TASK DESCRIPTION:
Look for "index" in the listing below. Gather each line that contains it.

....

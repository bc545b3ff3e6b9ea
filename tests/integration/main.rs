//! Integration tests for docsrv

mod cli_tests {
    use assert_cmd::{cargo::cargo_bin_cmd, Command};
    use predicates::prelude::*;
    use tempfile::TempDir;

    /// docsrv with its config redirected into `temp`
    fn docsrv(temp: &TempDir) -> Command {
        let mut cmd = cargo_bin_cmd!("docsrv");
        cmd.env("DOCSRV_CONFIG", temp.path().join("config.toml"));
        cmd
    }

    #[test]
    fn help_displays() {
        let temp = TempDir::new().unwrap();
        docsrv(&temp)
            .arg("--help")
            .assert()
            .success()
            .stdout(predicate::str::contains("documentation"));
    }

    #[test]
    fn version_displays() {
        let temp = TempDir::new().unwrap();
        docsrv(&temp)
            .arg("--version")
            .assert()
            .success()
            .stdout(predicate::str::contains("docsrv"));
    }

    #[test]
    fn config_path() {
        let temp = TempDir::new().unwrap();
        docsrv(&temp)
            .args(["config", "path"])
            .assert()
            .success()
            .stdout(predicate::str::contains("config.toml"));
    }

    #[test]
    fn config_show() {
        let temp = TempDir::new().unwrap();
        docsrv(&temp)
            .args(["config", "show"])
            .assert()
            .success()
            .stdout(predicate::str::contains("[source]"))
            .stdout(predicate::str::contains("[build]"));
    }

    #[test]
    fn config_set_persists() {
        let temp = TempDir::new().unwrap();
        docsrv(&temp)
            .args(["config", "set", "source.owner", "acme"])
            .assert()
            .success();

        docsrv(&temp)
            .args(["config", "show"])
            .assert()
            .success()
            .stdout(predicate::str::contains("owner = \"acme\""));
    }

    #[test]
    fn config_set_unknown_key_fails() {
        let temp = TempDir::new().unwrap();
        docsrv(&temp)
            .args(["config", "set", "vm.name", "x"])
            .assert()
            .failure()
            .stderr(predicate::str::contains("Unknown config key"));
    }

    #[test]
    fn config_init_refuses_overwrite() {
        let temp = TempDir::new().unwrap();
        docsrv(&temp).args(["config", "init"]).assert().success();
        assert!(temp.path().join("config.toml").is_file());

        docsrv(&temp)
            .args(["config", "init"])
            .assert()
            .success()
            .stdout(predicate::str::contains("already exists"));
    }

    #[test]
    fn invalid_config_is_reported() {
        let temp = TempDir::new().unwrap();
        std::fs::write(temp.path().join("config.toml"), "[source\nowner = ").unwrap();

        docsrv(&temp)
            .args(["config", "show"])
            .assert()
            .failure()
            .stderr(predicate::str::contains("Invalid configuration"));
    }

    /// Point the docs and work dirs into `temp` so builds never touch the
    /// user's state dir
    fn write_build_dirs(temp: &TempDir) {
        let config = format!(
            "[build]\ndocs_root = {:?}\nwork_dir = {:?}\n",
            temp.path().join("docs").display().to_string(),
            temp.path().join("work").display().to_string(),
        );
        std::fs::write(temp.path().join("config.toml"), config).unwrap();
    }

    #[test]
    fn resolve_defaults_to_latest_and_fails_cleanly() {
        let temp = TempDir::new().unwrap();
        write_build_dirs(&temp);

        docsrv(&temp)
            .args(["resolve", "widgets"])
            .assert()
            .failure()
            .stderr(predicate::str::contains("source.owner is not configured"))
            .stderr(predicate::str::contains("panicked").not());
        assert!(temp.path().join("docs").is_dir());
    }

    #[test]
    fn resolve_accepts_explicit_version() {
        let temp = TempDir::new().unwrap();
        write_build_dirs(&temp);

        docsrv(&temp)
            .args(["resolve", "widgets", "v1.2.0", "--format", "json"])
            .assert()
            .failure()
            .stderr(predicate::str::contains("Error:"))
            .stderr(predicate::str::contains("panicked").not());
    }

    #[test]
    fn resolve_help_lists_version_argument() {
        let temp = TempDir::new().unwrap();
        docsrv(&temp)
            .args(["resolve", "--help"])
            .assert()
            .success()
            .stdout(predicate::str::contains("[VERSION]"));
    }

    #[test]
    fn releases_without_owner_fails() {
        let temp = TempDir::new().unwrap();
        docsrv(&temp)
            .args(["releases", "widgets"])
            .assert()
            .failure()
            .stderr(predicate::str::contains("source.owner is not configured"));
    }
}

mod resolver_tests {
    use docsrv::build::MakePipeline;
    use docsrv::config::schema::BuildConfig;
    use docsrv::release::MemorySource;
    use docsrv::store::FsArtifactStore;
    use docsrv::{DocError, DocResolver, ResolverSettings, LATEST};
    use flate2::write::GzEncoder;
    use flate2::Compression;
    use std::path::{Path, PathBuf};
    use std::sync::Arc;
    use std::time::Duration;
    use tempfile::TempDir;

    const MAKEFILE: &str = "build:\n\techo $(BASE_URL) > $(DESTINATION_FOLDER)/index.html\n";

    fn write_tarball(path: &Path, entries: &[(&str, &str)]) {
        let file = std::fs::File::create(path).unwrap();
        let mut builder = tar::Builder::new(GzEncoder::new(file, Compression::default()));
        for (name, content) in entries {
            let mut header = tar::Header::new_gnu();
            header.set_size(content.len() as u64);
            header.set_mode(0o644);
            builder
                .append_data(&mut header, name, content.as_bytes())
                .unwrap();
        }
        builder.into_inner().unwrap().finish().unwrap();
    }

    struct Fixture {
        temp: TempDir,
        source: Arc<MemorySource>,
        resolver: DocResolver,
    }

    impl Fixture {
        /// Resolver over local tarballs, building with `script` under `sh -c`
        fn new(script: &str) -> Self {
            let temp = TempDir::new().unwrap();
            let source = Arc::new(MemorySource::new());

            let build = BuildConfig {
                docs_root: temp.path().join("docs"),
                work_dir: temp.path().join("work"),
                ..BuildConfig::default()
            };
            let pipeline = MakePipeline::new(&build).with_command(vec![
                "sh".to_string(),
                "-c".to_string(),
                script.to_string(),
            ]);

            let settings = ResolverSettings {
                base_url: "https://docs.example.org".to_string(),
                shared_folder: PathBuf::from("/etc/shared"),
                build_timeout: Duration::from_secs(60),
                catalog_ttl: Duration::from_secs(300),
                latest_ttl: Duration::from_secs(300),
                fetch_timeout: Duration::from_secs(5),
            };

            let resolver = DocResolver::new(
                source.clone(),
                Arc::new(FsArtifactStore::new(temp.path().join("docs"))),
                Arc::new(pipeline),
                settings,
            );

            Self {
                temp,
                source,
                resolver,
            }
        }

        /// Publish a release whose archive holds a Makefile
        fn release(&self, project: &str, tag: &str) {
            let tarball = self.temp.path().join(format!("{}-{}.tar.gz", project, tag));
            write_tarball(
                &tarball,
                &[(&format!("{}-{}/Makefile", project, tag), MAKEFILE)],
            );
            self.source
                .add(project, tag, &format!("file://{}", tarball.display()));
        }
    }

    #[tokio::test]
    async fn latest_builds_and_serves_newest_release() {
        let fixture = Fixture::new(
            "echo \"$BASE_URL\" > \"$DESTINATION_FOLDER/index.html\"; \
             echo \"$SHARED_REPO_FOLDER\" >> \"$DESTINATION_FOLDER/index.html\"",
        );
        fixture.release("widgets", "v1.2.0");
        fixture.release("widgets", "v1.10.0");
        fixture.release("widgets", "nightly");

        let artifact = fixture.resolver.resolve("widgets", LATEST).await.unwrap();

        assert_eq!(artifact.version, "v1.10.0");
        assert!(artifact.built);
        assert_eq!(
            artifact.location,
            fixture.temp.path().join("docs/widgets/v1.10.0")
        );
        assert_eq!(
            std::fs::read_to_string(artifact.location.join("index.html")).unwrap(),
            "https://docs.example.org/widgets/v1.10.0/\n/etc/shared\n"
        );
        assert_eq!(
            fixture.resolver.canonical_url("widgets", &artifact.version),
            "https://docs.example.org/widgets/v1.10.0/"
        );

        // Second request is served from the docs root
        let again = fixture.resolver.resolve("widgets", "v1.10.0").await.unwrap();
        assert!(!again.built);
        assert_eq!(again.location, artifact.location);
    }

    #[tokio::test]
    async fn versions_resolve_semantically() {
        let fixture = Fixture::new("touch \"$DESTINATION_FOLDER/index.html\"");
        fixture.release("widgets", "v2.0.0");

        let artifact = fixture.resolver.resolve("widgets", "2.0.0").await.unwrap();
        assert_eq!(artifact.version, "v2.0.0");
        assert!(artifact.location.join("index.html").is_file());
    }

    #[tokio::test]
    async fn failed_build_leaves_nothing_behind() {
        let fixture = Fixture::new("touch \"$DESTINATION_FOLDER/half.html\"; exit 2");
        fixture.release("widgets", "1.0.0");

        let err = fixture.resolver.resolve("widgets", "1.0.0").await.unwrap_err();

        assert!(matches!(err, DocError::BuildFailed { .. }));
        assert_eq!(err.status_code(), 500);
        assert!(!fixture.temp.path().join("docs/widgets/1.0.0").exists());
        assert_eq!(fixture.resolver.gate().in_flight(), 0);
    }

    #[tokio::test]
    async fn unknown_requests_are_not_found() {
        let fixture = Fixture::new("true");
        fixture.release("widgets", "1.0.0");

        let err = fixture.resolver.resolve("widgets", "3.0.0").await.unwrap_err();
        assert_eq!(err.status_code(), 404);

        let err = fixture.resolver.resolve("gadgets", LATEST).await.unwrap_err();
        assert!(matches!(err, DocError::UnknownProject(_)));
        assert_eq!(err.status_code(), 404);
    }

    #[tokio::test]
    async fn listing_is_ascending_and_cached() {
        let fixture = Fixture::new("true");
        fixture.release("widgets", "2.0.0");
        fixture.release("widgets", "1.0.0");

        let versions = fixture.resolver.list_versions("widgets", false).await.unwrap();
        assert_eq!(versions, vec!["1.0.0", "2.0.0"]);

        fixture.source.set_unavailable(true);
        let cached = fixture.resolver.list_versions("widgets", true).await.unwrap();
        assert_eq!(cached, versions);
    }
}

....

RESPONSE BOX:
    const MAKEFILE: &str = "build:\n\techo $(BASE_URL) > $(DESTINATION_FOLDER)/index.html\n";
            "echo \"$BASE_URL\" > \"$DESTINATION_FOLDER/index.html\"; \
             echo \"$SHARED_REPO_FOLDER\" >> \"$DESTINATION_FOLDER/index.html\"",
            std::fs::read_to_string(artifact.location.join("index.html")).unwrap(),
        let fixture = Fixture::new("touch \"$DESTINATION_FOLDER/index.html\"");
        assert!(artifact.location.join("index.html").is_file());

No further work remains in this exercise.